WESTMINSTER won’t let Scotland stage another referendum and the SNP should be ready to negotiate independence if it wins a majority at Holyrood in 18 months, a former Deputy leader of the party has said.
Jim Sillars says the closeness of the referendum result will have “frightened” pro-union leaders against agreeing to another vote - but insists this isn’t the only way to achieve independence.
The former Govan MP today backed transport minister Keith Brown for the Deputy Leadership of the party, insisting he is the candidate who is ready to engage the 50,000 new members who have joined in the party since the historic vote.
The referendum process was described as the “gold standard” by Mr Brown today and the only way to achieve independence.
But the former Deputy Leader disagreed and suggested Westminster won’t let Scotland have another one.
“We were given a referendum by the sovereign power of Westminster,” Mr Sillars said at a news conference in Edinburgh today.
“Although the SNP had the mandate for one, it couldn’t actually implement it, unless Westminster said Yes.
“The only reason they said yes this time is because they thought it was a skoosh. Having got a fright I very much doubt if they will concede another referendum which leaves open other options.”
The referendum was staged after Westminster agreed to a Section 30 order to transfer the legally binding authority to Scotland to stage the vote, set out in the Edinburgh Agreement signed by Alex Salmond and David Cameron.
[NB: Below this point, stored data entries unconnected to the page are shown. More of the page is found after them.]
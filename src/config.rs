//! Engine configuration, loaded from TOML.
//!
//! ```toml
//! identifier_pattern = "^[a-zA-Z][a-zA-Z0-9_]*$"
//! default_checksum_algorithm = "crc16-modbus"
//! check_references = true
//! ```

use crate::checksum;
use regex::Regex;
use serde::{Deserialize, Serialize};
use std::path::{Path, PathBuf};

pub const DEFAULT_IDENTIFIER_PATTERN: &str = "^[a-zA-Z][a-zA-Z0-9_]*$";

#[derive(Debug, thiserror::Error)]
pub enum ConfigError {
    #[error("failed to read {path}: {source}")]
    Io {
        path: PathBuf,
        #[source]
        source: std::io::Error,
    },
    #[error("invalid config: {0}")]
    Toml(#[from] toml::de::Error),
    #[error("invalid identifier_pattern: {0}")]
    Pattern(#[from] regex::Error),
    #[error("unknown checksum algorithm `{0}`")]
    UnknownAlgorithm(String),
}

#[derive(Debug, Clone, PartialEq, Serialize, Deserialize)]
#[serde(default)]
pub struct EngineConfig {
    /// Names accepted by rename.
    pub identifier_pattern: String,
    /// Algorithm seeded into new `Checksum` fields.
    pub default_checksum_algorithm: String,
    /// Report references to fields that do not exist.
    pub check_references: bool,
}

impl Default for EngineConfig {
    fn default() -> Self {
        Self {
            identifier_pattern: DEFAULT_IDENTIFIER_PATTERN.to_string(),
            default_checksum_algorithm: checksum::DEFAULT_ALGORITHM.to_string(),
            check_references: true,
        }
    }
}

impl EngineConfig {
    /// Parse and check a TOML document. Missing keys take their defaults.
    pub fn from_toml_str(source: &str) -> Result<Self, ConfigError> {
        let config: EngineConfig = toml::from_str(source)?;
        config.identifier_regex()?;
        if checksum::find(&config.default_checksum_algorithm).is_none() {
            return Err(ConfigError::UnknownAlgorithm(
                config.default_checksum_algorithm,
            ));
        }
        Ok(config)
    }

    pub fn load(path: &Path) -> Result<Self, ConfigError> {
        let source = std::fs::read_to_string(path).map_err(|e| ConfigError::Io {
            path: path.to_path_buf(),
            source: e,
        })?;
        Self::from_toml_str(&source)
    }

    pub fn identifier_regex(&self) -> Result<Regex, ConfigError> {
        Ok(Regex::new(&self.identifier_pattern)?)
    }
}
But Mr Sillars added: “If a party - or a group of parties, because you’ll probably have the Greens and the SSP arguing for independence - if you get in the Holyrood parliament, a majority of the votes and the majority of the seats, then in my view, you have a mandate for independence.
“Then it’s up to Keith and others, if that happens, to have a dialogue with Westminster to see how that is in fact progressed.”
Mr Sillars, a former Labour MP and widower of the late Margo MacDonald, said it is likely that a majority will be achieved for pro-independence parties in 2016 because many No voters were “sold a pup” by Labour in the promise for more powers for Holyrood. This was thrown into doubt after David Cameron linked it with a “fairer” deal for England and other UK regions, including an end to the scenario which allows Scottish MPs to vote on English-only matter at Westminster, known as the West Lothian question.
Mr Brown accused ex-Prime Minister Gordon Brown of acting as a “front” for the Tories during the referendum and is now “having to resort to petitions” to bolster his position.
SNP leadership has trebled to more than 75,000 and Mr Brown said they must all be involved in the process of drawing up a new manifesto, before deciding if a pledge to stage a fresh referendum will be in it.
The transport minister is up against youth employment minister Angela Constance and Westminster Treasury spokesman Stewart Hosie in the race for the deputy leadership. The post has been vacated by Nicola Sturgeon who is the only candidate to replace the departing Alex Salmond as party leader.
Mr Sillars accepted that he did not agree on everything with Mr Brown, but said this was “perfectly normal” in political parties.
But he added: “Keith wants to bring the party members more into policy making and alter the structures to ensure that that in fact happens.
“It’s extremely important in a political party if it’s to maintain its strength and if it’s to draw in the ability of the people who are party members.”